[Provided records Boundary: Start]

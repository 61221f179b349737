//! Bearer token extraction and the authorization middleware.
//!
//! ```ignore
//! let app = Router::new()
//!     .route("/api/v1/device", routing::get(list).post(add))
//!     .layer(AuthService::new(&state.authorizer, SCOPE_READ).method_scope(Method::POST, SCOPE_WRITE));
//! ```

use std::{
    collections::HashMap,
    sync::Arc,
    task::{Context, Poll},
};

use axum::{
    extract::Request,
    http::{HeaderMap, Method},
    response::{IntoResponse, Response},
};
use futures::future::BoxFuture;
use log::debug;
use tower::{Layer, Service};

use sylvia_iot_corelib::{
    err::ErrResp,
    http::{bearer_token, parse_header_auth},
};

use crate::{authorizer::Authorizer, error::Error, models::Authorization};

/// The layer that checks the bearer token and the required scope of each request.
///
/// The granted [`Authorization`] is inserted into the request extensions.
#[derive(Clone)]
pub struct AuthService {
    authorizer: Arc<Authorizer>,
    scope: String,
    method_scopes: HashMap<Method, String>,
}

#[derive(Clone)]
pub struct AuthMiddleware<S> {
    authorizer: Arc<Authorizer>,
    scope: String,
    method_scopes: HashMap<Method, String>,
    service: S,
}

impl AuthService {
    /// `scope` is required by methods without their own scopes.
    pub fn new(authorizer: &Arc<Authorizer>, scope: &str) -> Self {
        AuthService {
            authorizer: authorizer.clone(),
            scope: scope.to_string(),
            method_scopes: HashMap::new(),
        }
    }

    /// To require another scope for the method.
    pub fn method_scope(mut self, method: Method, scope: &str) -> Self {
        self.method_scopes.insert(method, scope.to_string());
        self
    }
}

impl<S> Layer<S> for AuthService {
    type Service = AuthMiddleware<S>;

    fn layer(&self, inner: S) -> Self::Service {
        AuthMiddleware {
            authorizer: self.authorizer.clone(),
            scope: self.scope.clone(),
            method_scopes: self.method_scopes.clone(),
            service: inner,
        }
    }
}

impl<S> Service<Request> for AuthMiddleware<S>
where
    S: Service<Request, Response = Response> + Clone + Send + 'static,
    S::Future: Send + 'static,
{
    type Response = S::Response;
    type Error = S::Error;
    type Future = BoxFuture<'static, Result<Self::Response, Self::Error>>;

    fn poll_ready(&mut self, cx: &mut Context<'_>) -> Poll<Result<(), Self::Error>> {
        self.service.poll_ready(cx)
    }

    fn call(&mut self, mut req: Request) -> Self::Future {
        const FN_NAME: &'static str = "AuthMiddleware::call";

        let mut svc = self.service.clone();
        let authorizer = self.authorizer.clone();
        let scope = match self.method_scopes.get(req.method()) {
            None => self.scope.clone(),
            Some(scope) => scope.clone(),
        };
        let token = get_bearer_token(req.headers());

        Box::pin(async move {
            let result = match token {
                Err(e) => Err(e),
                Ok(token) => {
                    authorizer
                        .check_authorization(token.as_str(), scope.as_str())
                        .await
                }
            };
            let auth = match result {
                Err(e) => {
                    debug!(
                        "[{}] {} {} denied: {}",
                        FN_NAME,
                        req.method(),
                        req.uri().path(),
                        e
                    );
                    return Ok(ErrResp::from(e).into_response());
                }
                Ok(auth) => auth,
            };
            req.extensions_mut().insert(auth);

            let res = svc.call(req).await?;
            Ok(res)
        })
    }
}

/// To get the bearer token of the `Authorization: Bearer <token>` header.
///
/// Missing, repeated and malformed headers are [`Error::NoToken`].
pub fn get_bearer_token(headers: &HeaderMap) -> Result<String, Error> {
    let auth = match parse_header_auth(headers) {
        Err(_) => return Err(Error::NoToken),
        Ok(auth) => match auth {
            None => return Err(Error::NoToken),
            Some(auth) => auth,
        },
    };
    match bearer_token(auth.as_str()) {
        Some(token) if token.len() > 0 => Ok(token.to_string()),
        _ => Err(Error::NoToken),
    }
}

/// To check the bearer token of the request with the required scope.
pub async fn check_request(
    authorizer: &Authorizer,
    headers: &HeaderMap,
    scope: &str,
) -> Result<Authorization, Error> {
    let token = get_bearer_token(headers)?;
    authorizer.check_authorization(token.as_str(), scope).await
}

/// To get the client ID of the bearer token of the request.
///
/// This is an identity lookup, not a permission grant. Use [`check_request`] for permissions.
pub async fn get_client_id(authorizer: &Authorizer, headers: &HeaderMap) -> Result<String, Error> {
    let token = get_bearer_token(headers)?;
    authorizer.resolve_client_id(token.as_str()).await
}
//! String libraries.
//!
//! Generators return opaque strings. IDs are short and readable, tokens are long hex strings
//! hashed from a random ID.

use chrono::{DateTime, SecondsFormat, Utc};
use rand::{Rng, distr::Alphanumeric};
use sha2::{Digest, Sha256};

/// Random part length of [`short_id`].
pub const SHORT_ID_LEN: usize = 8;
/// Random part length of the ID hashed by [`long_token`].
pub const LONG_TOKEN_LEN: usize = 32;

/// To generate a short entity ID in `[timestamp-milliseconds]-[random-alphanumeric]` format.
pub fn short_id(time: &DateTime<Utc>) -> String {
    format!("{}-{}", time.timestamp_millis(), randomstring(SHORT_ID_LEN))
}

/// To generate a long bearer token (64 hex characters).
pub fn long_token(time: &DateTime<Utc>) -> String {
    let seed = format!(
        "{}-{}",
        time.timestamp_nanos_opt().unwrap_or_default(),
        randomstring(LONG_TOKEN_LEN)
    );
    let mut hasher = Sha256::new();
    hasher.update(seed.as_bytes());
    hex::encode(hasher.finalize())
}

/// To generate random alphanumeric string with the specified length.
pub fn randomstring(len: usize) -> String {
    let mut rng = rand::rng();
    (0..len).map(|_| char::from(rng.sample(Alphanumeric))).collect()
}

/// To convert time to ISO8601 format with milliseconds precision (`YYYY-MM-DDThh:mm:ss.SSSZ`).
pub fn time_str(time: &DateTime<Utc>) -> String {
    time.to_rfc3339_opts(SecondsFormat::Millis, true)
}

[Provided records Boundary: End]
[Provided records Boundary: Start]

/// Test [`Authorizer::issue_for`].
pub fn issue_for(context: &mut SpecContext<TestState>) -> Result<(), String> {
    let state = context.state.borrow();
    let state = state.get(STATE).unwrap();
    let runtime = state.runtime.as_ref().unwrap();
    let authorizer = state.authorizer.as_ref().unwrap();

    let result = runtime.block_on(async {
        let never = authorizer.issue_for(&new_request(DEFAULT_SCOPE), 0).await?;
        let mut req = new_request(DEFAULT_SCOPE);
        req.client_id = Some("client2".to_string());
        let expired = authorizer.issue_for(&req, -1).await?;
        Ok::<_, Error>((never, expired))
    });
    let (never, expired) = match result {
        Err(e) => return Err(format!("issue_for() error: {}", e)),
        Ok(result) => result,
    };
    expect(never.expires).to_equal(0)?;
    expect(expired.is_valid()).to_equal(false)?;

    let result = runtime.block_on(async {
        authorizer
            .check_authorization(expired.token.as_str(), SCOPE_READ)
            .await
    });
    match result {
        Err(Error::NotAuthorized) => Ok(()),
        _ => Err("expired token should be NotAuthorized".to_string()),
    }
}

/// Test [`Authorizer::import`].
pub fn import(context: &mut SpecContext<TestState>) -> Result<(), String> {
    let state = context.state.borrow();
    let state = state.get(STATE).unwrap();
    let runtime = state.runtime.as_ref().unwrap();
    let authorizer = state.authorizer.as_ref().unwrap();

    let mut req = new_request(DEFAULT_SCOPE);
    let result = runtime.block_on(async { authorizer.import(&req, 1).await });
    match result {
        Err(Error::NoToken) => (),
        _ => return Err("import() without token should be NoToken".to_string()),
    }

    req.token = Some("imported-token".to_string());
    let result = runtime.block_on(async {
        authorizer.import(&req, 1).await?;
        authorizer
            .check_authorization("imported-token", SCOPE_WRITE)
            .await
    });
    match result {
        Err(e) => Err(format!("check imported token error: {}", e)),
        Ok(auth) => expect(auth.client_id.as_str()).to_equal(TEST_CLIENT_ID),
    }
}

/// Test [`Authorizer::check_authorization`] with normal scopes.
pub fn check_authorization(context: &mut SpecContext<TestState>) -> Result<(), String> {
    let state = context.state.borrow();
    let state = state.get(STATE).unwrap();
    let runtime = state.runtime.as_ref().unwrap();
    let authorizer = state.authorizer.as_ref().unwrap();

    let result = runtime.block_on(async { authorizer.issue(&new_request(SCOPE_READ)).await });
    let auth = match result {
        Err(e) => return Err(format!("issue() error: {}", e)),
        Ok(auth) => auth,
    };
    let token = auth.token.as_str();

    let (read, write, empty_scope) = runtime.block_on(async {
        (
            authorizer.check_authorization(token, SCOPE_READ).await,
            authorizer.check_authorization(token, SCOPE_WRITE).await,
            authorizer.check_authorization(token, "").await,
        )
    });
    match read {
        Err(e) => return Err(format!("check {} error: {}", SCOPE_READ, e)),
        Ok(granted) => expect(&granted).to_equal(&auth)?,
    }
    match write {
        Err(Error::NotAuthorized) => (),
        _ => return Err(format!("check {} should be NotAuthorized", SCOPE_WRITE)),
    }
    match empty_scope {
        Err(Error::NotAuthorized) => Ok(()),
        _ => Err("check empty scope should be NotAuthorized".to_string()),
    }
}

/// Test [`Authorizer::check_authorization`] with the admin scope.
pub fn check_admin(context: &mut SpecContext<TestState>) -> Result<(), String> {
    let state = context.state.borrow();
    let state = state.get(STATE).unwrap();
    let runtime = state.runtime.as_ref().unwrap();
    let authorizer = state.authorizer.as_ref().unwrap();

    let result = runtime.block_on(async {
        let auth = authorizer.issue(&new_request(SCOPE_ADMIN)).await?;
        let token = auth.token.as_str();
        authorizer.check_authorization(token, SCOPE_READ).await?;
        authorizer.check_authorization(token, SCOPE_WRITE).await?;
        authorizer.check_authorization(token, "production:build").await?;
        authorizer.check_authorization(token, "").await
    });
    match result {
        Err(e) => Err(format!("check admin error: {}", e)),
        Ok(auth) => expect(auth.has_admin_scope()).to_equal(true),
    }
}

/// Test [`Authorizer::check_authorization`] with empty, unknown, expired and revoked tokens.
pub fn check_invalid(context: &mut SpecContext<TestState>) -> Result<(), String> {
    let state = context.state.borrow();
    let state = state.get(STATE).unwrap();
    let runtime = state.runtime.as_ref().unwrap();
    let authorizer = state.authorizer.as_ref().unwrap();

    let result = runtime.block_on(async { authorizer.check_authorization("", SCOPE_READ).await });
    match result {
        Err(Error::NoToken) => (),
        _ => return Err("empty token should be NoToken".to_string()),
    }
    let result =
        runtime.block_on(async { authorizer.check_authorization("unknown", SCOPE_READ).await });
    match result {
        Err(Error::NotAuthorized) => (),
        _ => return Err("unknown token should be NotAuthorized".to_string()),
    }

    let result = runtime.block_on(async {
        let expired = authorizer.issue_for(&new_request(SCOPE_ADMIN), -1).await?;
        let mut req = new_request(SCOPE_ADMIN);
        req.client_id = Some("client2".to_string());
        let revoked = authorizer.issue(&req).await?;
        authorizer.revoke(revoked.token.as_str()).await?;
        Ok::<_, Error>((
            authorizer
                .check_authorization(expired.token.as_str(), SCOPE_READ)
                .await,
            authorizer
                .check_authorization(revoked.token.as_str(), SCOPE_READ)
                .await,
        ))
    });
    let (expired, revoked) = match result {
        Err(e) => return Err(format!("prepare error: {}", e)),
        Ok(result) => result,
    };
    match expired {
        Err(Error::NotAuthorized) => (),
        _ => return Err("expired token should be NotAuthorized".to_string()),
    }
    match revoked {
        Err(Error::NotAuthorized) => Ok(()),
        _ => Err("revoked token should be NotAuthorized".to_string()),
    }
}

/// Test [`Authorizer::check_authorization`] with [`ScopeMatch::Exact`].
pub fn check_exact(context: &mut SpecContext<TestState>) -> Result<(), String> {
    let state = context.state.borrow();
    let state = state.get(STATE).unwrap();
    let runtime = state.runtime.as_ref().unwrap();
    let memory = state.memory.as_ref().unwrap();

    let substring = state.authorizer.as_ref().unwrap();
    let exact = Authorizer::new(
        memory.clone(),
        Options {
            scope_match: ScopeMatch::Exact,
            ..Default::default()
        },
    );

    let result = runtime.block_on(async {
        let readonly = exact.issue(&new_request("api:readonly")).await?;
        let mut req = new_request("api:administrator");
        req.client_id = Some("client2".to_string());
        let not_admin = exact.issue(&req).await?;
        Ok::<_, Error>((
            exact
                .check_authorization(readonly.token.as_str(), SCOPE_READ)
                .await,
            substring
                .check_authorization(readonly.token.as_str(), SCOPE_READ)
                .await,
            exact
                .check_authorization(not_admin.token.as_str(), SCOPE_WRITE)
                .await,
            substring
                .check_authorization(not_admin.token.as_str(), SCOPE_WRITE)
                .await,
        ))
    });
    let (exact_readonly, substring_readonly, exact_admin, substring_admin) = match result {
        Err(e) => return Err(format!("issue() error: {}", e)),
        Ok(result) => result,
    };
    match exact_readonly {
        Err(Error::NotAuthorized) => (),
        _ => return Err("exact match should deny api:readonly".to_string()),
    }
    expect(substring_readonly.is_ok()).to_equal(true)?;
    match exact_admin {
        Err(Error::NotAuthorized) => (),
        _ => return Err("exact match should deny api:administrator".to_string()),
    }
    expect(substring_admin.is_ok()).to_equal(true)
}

[Provided records Boundary: End]

- Problem requirements -
If a line of the entries contains the string "struct", it counts; report how many such lines there are, as a bare number.

- Completed task -
2